» WORK ORDER: Go over the records and copy every line with the string "Option".

» Dataset entries:
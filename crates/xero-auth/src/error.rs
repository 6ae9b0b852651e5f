//! Error types for the token lifecycle

/// Errors from PKCE generation, token endpoint calls and the token cache.
///
/// None of these are retried inside this crate. The single refresh-and-retry
/// on an expired access token lives in `xero-api`.
#[derive(Debug, thiserror::Error)]
pub enum Error {
    #[error("invalid configuration: {0}")]
    InvalidConfiguration(String),

    #[error("HTTP request failed: {0}")]
    Http(String),

    #[error("token endpoint rejected {grant} grant ({status}): {body}")]
    AuthRejected {
        grant: &'static str,
        status: u16,
        body: String,
    },

    #[error("empty token: {0}")]
    EmptyResult(String),

    #[error("token parse error: {0}")]
    Parse(String),

    #[error("I/O error: {0}")]
    Io(String),
}

/// Result alias for auth operations.
pub type Result<T> = std::result::Result<T, Error>;
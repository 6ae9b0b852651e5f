//! Accounting API reads
//!
//! Contacts and invoices, fetched through the executor with the resolved
//! tenant id. Payloads are returned as raw JSON values; their shapes are the
//! caller's business.

use reqwest::header::ACCEPT;
use tracing::info;
use url::Url;

use crate::constants::{CONTACTS_PATH, INVOICES_PATH, TENANT_HEADER};
use crate::error::{Error, Result};
use crate::executor::Executor;
use crate::session::Session;

/// Filters for the contacts call.
#[derive(Debug, Clone, Default)]
pub struct ContactsQuery {
    pub search_term: Option<String>,
}

/// Paging for the invoices call. Xero pages start at 1.
#[derive(Debug, Clone)]
pub struct InvoicesQuery {
    pub page: u32,
}

impl Default for InvoicesQuery {
    fn default() -> Self {
        Self { page: 1 }
    }
}

/// GET contacts (summary only) for the session tenant.
pub async fn fetch_contacts(
    executor: &Executor,
    session: &mut Session,
    query: &ContactsQuery,
) -> Result<serde_json::Value> {
    let mut params = vec![("summaryOnly", "true".to_string())];
    if let Some(term) = query.search_term.as_deref().filter(|t| !t.is_empty()) {
        params.push(("searchTerm", term.to_string()));
    }
    fetch(executor, session, "contacts", CONTACTS_PATH, &params).await
}

/// GET one page of invoices created by this app, summary only.
pub async fn fetch_invoices(
    executor: &Executor,
    session: &mut Session,
    query: &InvoicesQuery,
) -> Result<serde_json::Value> {
    let params = [
        ("page", query.page.to_string()),
        ("createdByMyApp", "true".to_string()),
        ("summaryOnly", "true".to_string()),
    ];
    fetch(executor, session, "invoices", INVOICES_PATH, &params).await
}

async fn fetch(
    executor: &Executor,
    session: &mut Session,
    endpoint: &'static str,
    path: &str,
    params: &[(&str, String)],
) -> Result<serde_json::Value> {
    let tenant_id = session
        .tenant_id()
        .filter(|id| !id.is_empty())
        .map(str::to_owned)
        .ok_or(Error::MissingTenant(endpoint))?;

    let mut url = Url::parse(&executor.url(path)).map_err(|e| Error::Http {
        endpoint,
        message: format!("invalid url: {e}"),
    })?;
    url.query_pairs_mut()
        .extend_pairs(params.iter().map(|(k, v)| (*k, v.as_str())));

    let body = executor
        .execute(session, endpoint, |http| {
            http.get(url.as_str())
                .header(ACCEPT, "application/json")
                .header(TENANT_HEADER, tenant_id.as_str())
        })
        .await?;

    let value: serde_json::Value = serde_json::from_str(&body).map_err(|e| Error::Decode {
        endpoint,
        message: e.to_string(),
    })?;
    info!(endpoint, tenant_id = %tenant_id, bytes = body.len(), "fetched");
    Ok(value)
}
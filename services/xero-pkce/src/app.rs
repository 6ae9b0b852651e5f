//! Run flow
//!
//! One run is either:
//! - `Authorize`: no code/verifier configured yet. Print the consent link
//!   and the verifier, drop any cached token, stop.
//! - `Resume`: a cached token exists. Use it.
//! - `Exchange`: code/verifier configured but nothing cached. Trade them.
//!
//! After `Resume` or `Exchange` the tenant is resolved and the accounting
//! reads run, each under the executor's refresh-once policy.

use std::time::Duration;

use anyhow::{Context, Result};
use tracing::{info, warn};
use xero_api::{
    ContactsQuery, Executor, InvoicesQuery, Session, TenantQuery, fetch_contacts, fetch_invoices,
    resolve_tenant,
};
use xero_auth::{
    AuthorizationLink, AuthorizeConfig, TokenCache, TokenClient, generate_authorization_link,
};

use crate::config::Config;

/// How a run starts.
#[derive(Debug, Clone, Copy, PartialEq, Eq)]
pub enum Startup {
    Authorize,
    Resume,
    Exchange,
}

/// Decide how to start from what is configured and what is cached.
pub fn plan(has_authorization_code: bool, has_cached_token: bool) -> Startup {
    match (has_authorization_code, has_cached_token) {
        (false, _) => Startup::Authorize,
        (true, true) => Startup::Resume,
        (true, false) => Startup::Exchange,
    }
}

/// Result of a run.
#[derive(Debug)]
pub enum Outcome {
    /// Operator must authorize and rerun
    AuthorizationRequired(AuthorizationLink),
    Completed {
        tenant_id: Option<String>,
        contacts: Option<serde_json::Value>,
        invoices: Option<serde_json::Value>,
    },
}

pub async fn run(config: &Config) -> Result<Outcome> {
    let http = reqwest::Client::builder()
        .timeout(Duration::from_secs(config.http.timeout_secs))
        .build()
        .context("building HTTP client")?;
    let cache = TokenCache::new(&config.cache.path);
    let tokens = TokenClient::new(
        http.clone(),
        &config.endpoints.token_url,
        &config.xero.client_id,
    );

    let credentials = config.authorization_code();
    let cached = match credentials {
        Some(_) => cache.load().await.context("loading cached token")?,
        None => None,
    };

    let startup = plan(credentials.is_some(), cached.is_some());
    info!(?startup, cache = %cache.path().display(), "starting");

    let token = match (startup, cached, credentials) {
        (Startup::Resume, Some(token), _) => token,
        (Startup::Exchange, _, Some((code, verifier))) => tokens
            .exchange_code(&cache, code, &config.xero.redirect_uri, verifier)
            .await
            .context("exchanging authorization code")?,
        _ => {
            let link = generate_authorization_link(
                &AuthorizeConfig {
                    endpoint: config.endpoints.authorize_url.clone(),
                    client_id: config.xero.client_id.clone(),
                    redirect_uri: config.xero.redirect_uri.clone(),
                    verifier_length: config.xero.verifier_length,
                },
                &cache,
            )
            .await
            .context("generating authorization link")?;
            return Ok(Outcome::AuthorizationRequired(link));
        }
    };

    let mut session = Session::with_token(token);
    let executor = Executor::new(http, tokens, cache, &config.endpoints.api_url);

    let tenant_id = resolve_tenant(
        &executor,
        &mut session,
        &TenantQuery {
            name: config.xero.tenant_name.clone(),
            tenant_type: config.xero.tenant_type.clone(),
            on_missing: config.xero.on_missing_tenant,
        },
    )
    .await
    .context("resolving tenant")?;

    if tenant_id.is_none() {
        warn!("no tenant resolved, skipping contacts and invoices");
        return Ok(Outcome::Completed {
            tenant_id,
            contacts: None,
            invoices: None,
        });
    }

    let contacts = fetch_contacts(
        &executor,
        &mut session,
        &ContactsQuery {
            search_term: config.contacts.search_term.clone(),
        },
    )
    .await
    .context("fetching contacts")?;

    let invoices = fetch_invoices(
        &executor,
        &mut session,
        &InvoicesQuery {
            page: config.invoices.page,
        },
    )
    .await
    .context("fetching invoices")?;

    Ok(Outcome::Completed {
        tenant_id,
        contacts: Some(contacts),
        invoices: Some(invoices),
    })
}

/// Operator-facing instructions for the authorization step.
pub fn authorization_message(link: &AuthorizationLink) -> String {
    format!(
        "Open this URL in a browser where you are signed in to Xero:\n\n  {url}\n\n\
         Allow access to your organisation. You will be redirected to a page whose\n\
         URL contains \"code=...\". Put that value in the configuration as `code`,\n\
         and this verifier as `code_verifier`:\n\n  {verifier}\n\n\
         Then run again.",
        url = link.url,
        verifier = link.verifier,
    )
}
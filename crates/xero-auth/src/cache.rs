//! Token cache file
//!
//! Holds the verbatim JSON body last returned by the token endpoint, so the
//! on-disk format is exactly the wire format. There is no locking: one
//! process and one session own the file at a time.

use std::io::ErrorKind;
use std::path::{Path, PathBuf};

use tracing::{debug, info};

use crate::error::{Error, Result};
use crate::token::TokenRecord;

/// File-backed store for a single `TokenRecord`.
#[derive(Debug, Clone)]
pub struct TokenCache {
    path: PathBuf,
}

impl TokenCache {
    pub fn new(path: impl Into<PathBuf>) -> Self {
        Self { path: path.into() }
    }

    pub fn path(&self) -> &Path {
        &self.path
    }

    /// Whether a cache file is currently present.
    pub async fn exists(&self) -> Result<bool> {
        tokio::fs::try_exists(&self.path)
            .await
            .map_err(|e| Error::Io(format!("checking token cache {}: {e}", self.path.display())))
    }

    /// Read the cached token.
    ///
    /// Returns `Ok(None)` when the file does not exist. Any other read
    /// failure, a body that isn't a token record, or a record without an
    /// access token is an error.
    pub async fn load(&self) -> Result<Option<TokenRecord>> {
        let bytes = match tokio::fs::read(&self.path).await {
            Ok(bytes) => bytes,
            Err(e) if e.kind() == ErrorKind::NotFound => {
                debug!(path = %self.path.display(), "token cache not found");
                return Ok(None);
            }
            Err(e) => {
                return Err(Error::Io(format!(
                    "reading token cache {}: {e}",
                    self.path.display()
                )));
            }
        };

        let record: TokenRecord = serde_json::from_slice(&bytes)
            .map_err(|e| Error::Parse(format!("parsing token cache: {e}")))?;
        if !record.has_access_token() {
            return Err(Error::EmptyResult(format!(
                "token cache {} has no access token",
                self.path.display()
            )));
        }

        info!(path = %self.path.display(), "loaded cached token");
        Ok(Some(record))
    }

    /// Replace the cache with `raw` bytes, written verbatim.
    ///
    /// Any existing file is removed first. The new file is created with
    /// 0644 permissions on unix.
    pub async fn store(&self, raw: &[u8]) -> Result<()> {
        self.clear().await?;

        tokio::fs::write(&self.path, raw)
            .await
            .map_err(|e| Error::Io(format!("writing token cache {}: {e}", self.path.display())))?;

        #[cfg(unix)]
        {
            use std::os::unix::fs::PermissionsExt;
            let perms = std::fs::Permissions::from_mode(0o644);
            tokio::fs::set_permissions(&self.path, perms)
                .await
                .map_err(|e| Error::Io(format!("setting token cache permissions: {e}")))?;
        }

        debug!(path = %self.path.display(), bytes = raw.len(), "persisted token");
        Ok(())
    }

    /// Delete the cache file. Returns whether a file was actually removed.
    pub async fn clear(&self) -> Result<bool> {
        match tokio::fs::remove_file(&self.path).await {
            Ok(()) => Ok(true),
            Err(e) if e.kind() == ErrorKind::NotFound => Ok(false),
            Err(e) => Err(Error::Io(format!(
                "removing token cache {}: {e}",
                self.path.display()
            ))),
        }
    }
}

» SOLUTION FOR THIS TASK:
    pub search_term: Option<String>,
        tenant_id: Option<String>,
        contacts: Option<serde_json::Value>,
        invoices: Option<serde_json::Value>,
    pub async fn load(&self) -> Result<Option<TokenRecord>> {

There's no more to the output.